El sistema actual de financiación autonómica en España es francamente mejorable, por decirlo al modo eufemístico. Por varias razones. Aquí analizaré solo una de ellas: estimula la hostilidad entre los distintos territorios y los agravios comparativos. Y las acusaciones de incumplimiento de déficit se utilizan a menudo para desgastar políticamente al adversario. Decía Keynes que "si yo te debo una libra, tengo un problema; pero si te debo un millón, el problema es tuyo". El nivel de gresca raramente remite: reproches de sectarismo, amenazas de bloqueo, escarmiento en los infiernos si no se ataja el déficit- Más todavía si está por medio el ministro Montoro, avezado trilero en este juego de instrumentalización política del grifo financiador.

Fue un grave error, no de la Constitución de 1978, sino de los años inmediatamente posteriores no conceder a las comunidades autónomas una mayor discrecionalidad fiscal o, en otras palabras, hubiese sido mejor hacerlas menos dependientes del presupuesto nacional. Quizá era pedirle peras al olmo en 1979 o 1980, ¿pero cabe pensar lo mismo en 2016? Si las autonomías se hubiesen visto obligadas a financiar ellas mismas el grueso de sus proyectos, bien con sus propios impuestos, bien endeudándose, siempre poniendo un tope común a la capacidad de empeñarse de todas ellas, entonces en caso de sobrepasar ese umbral quedaban fuertemente gravados sus electores y menoscabada la imagen de los políticos autonómicos, que cuidarían muy mucho dónde se ponía cada euro en vez de dilapidar tan alegre e inutilmente como en Madrid o Valencia, entre otros sitios.
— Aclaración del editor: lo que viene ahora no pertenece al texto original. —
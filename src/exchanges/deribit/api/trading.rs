use crate::core::errors::ExchangeError;
use crate::exchanges::deribit::client::DeribitWsClient;
use crate::exchanges::deribit::models::{
    CancelAllByCurrencyParams, CancelAllByInstrumentParams, CancelByLabelParams, CancelParams,
    ClosePositionParams, Direction, EditParams, GetOpenOrdersByCurrencyParams,
    GetOpenOrdersByInstrumentParams, GetOrderStateParams, GetUserTradesByInstrumentParams, Order,
    OrderParams, OrderResponse, UserTrades,
};
use tracing::instrument;

impl DeribitWsClient {
    pub async fn buy(&self, params: &OrderParams) -> Result<OrderResponse, ExchangeError> {
        self.place_order(Direction::Buy, params).await
    }

    pub async fn sell(&self, params: &OrderParams) -> Result<OrderResponse, ExchangeError> {
        self.place_order(Direction::Sell, params).await
    }

    #[instrument(
        skip(self, params),
        fields(exchange = "deribit", instrument = %params.instrument_name, direction = ?direction)
    )]
    pub async fn place_order(
        &self,
        direction: Direction,
        params: &OrderParams,
    ) -> Result<OrderResponse, ExchangeError> {
        self.call(direction.method(), params).await
    }

    pub async fn edit(&self, params: &EditParams) -> Result<OrderResponse, ExchangeError> {
        self.call("private/edit", params).await
    }

    pub async fn cancel(&self, params: &CancelParams) -> Result<Order, ExchangeError> {
        self.call("private/cancel", params).await
    }

    /// Returns the number of cancelled orders
    pub async fn cancel_all(&self) -> Result<u64, ExchangeError> {
        self.call("private/cancel_all", &()).await
    }

    pub async fn cancel_all_by_currency(
        &self,
        params: &CancelAllByCurrencyParams,
    ) -> Result<u64, ExchangeError> {
        self.call("private/cancel_all_by_currency", params).await
    }

    pub async fn cancel_all_by_instrument(
        &self,
        params: &CancelAllByInstrumentParams,
    ) -> Result<u64, ExchangeError> {
        self.call("private/cancel_all_by_instrument", params).await
    }

    pub async fn cancel_by_label(&self, params: &CancelByLabelParams) -> Result<u64, ExchangeError> {
        self.call("private/cancel_by_label", params).await
    }

    pub async fn close_position(
        &self,
        params: &ClosePositionParams,
    ) -> Result<OrderResponse, ExchangeError> {
        self.call("private/close_position", params).await
    }

    pub async fn get_open_orders_by_currency(
        &self,
        params: &GetOpenOrdersByCurrencyParams,
    ) -> Result<Vec<Order>, ExchangeError> {
        self.call("private/get_open_orders_by_currency", params)
            .await
    }

    pub async fn get_open_orders_by_instrument(
        &self,
        params: &GetOpenOrdersByInstrumentParams,
    ) -> Result<Vec<Order>, ExchangeError> {
        self.call("private/get_open_orders_by_instrument", params)
            .await
    }

    pub async fn get_order_state(&self, params: &GetOrderStateParams) -> Result<Order, ExchangeError> {
        self.call("private/get_order_state", params).await
    }

    pub async fn get_user_trades_by_instrument(
        &self,
        params: &GetUserTradesByInstrumentParams,
    ) -> Result<UserTrades, ExchangeError> {
        self.call("private/get_user_trades_by_instrument", params)
            .await
    }
}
Pero el modelo vigente es otro: la dependencia de las comunidades con respecto al presupuesto nacional reparte entre toda la población española los costes específicos de cada comunidad. Es decir, el gasto autonómico aumenta la popularidad del político sin apechugar con contrapartida alguna bajo forma de aumento de la presión fiscal local. Y, por añadidura, siempre se puede recurrir al victimismo: donde no se llega, es culpa de los otros, sea el Gobierno central o la comunidad autónoma colindante.

Otras versiones del victimismo pasan por reivindicar cada cierto tiempo la nebulosa deuda histórica. Todas las comunidades suelen hacerlo: si el vecino la reclama, cómo no voy a hacerlo yo- Si no la reivindicas, eres un flojo y parece que no defiendas tu territorio. En el caso de Cataluña viene sirviendo también para justificar el separatismo... aunque una hipotética independencia obligaría al nuevo Estado a depender exclusivamente de sus propios recursos, de modo que para la mayoría de los catalanes sería peor el remedio que la enfermedad. Pero, ya se sabe, en estos asuntos hay más pasión que argumentación lógica.

Sin margen de maniobra para gastar ni capacidad de decisión para invertir, más allá de tapar los agujeros sociales imprescindibles, ¿dónde queda la política?, se ha preguntado esta semana la periodista Eva Pérez Sorribes, ¿dónde la ideología de cada partido si no se puede priorizar el gasto?

A la altura de 2016 es difícil desatar estos nudos mal atados. Así y todo, la descentralización autonómica en España, con sus defectos y todo, ha contribuido a un aumento de la convergencia regional en los últimos 30 años. Es decir, ha igualado territorios, aun cuando las distancias sean todavía grandes. No parece oportuna recentralización alguna; más bien se abre paso la opción federalista que favorezca una distribución clara de las competencias entre la administración estatal y las comunidades, que evite litigios continuos o interpretaciones interesadas de parte. Un federalismo que favorezca una financiación equilibrada, basada en los principios de igualdad de derechos de los ciudadanos, de solidaridad y de ordinalidad, sobre la base de que ninguna comunidad se empobrezca por causa de la referida solidaridad.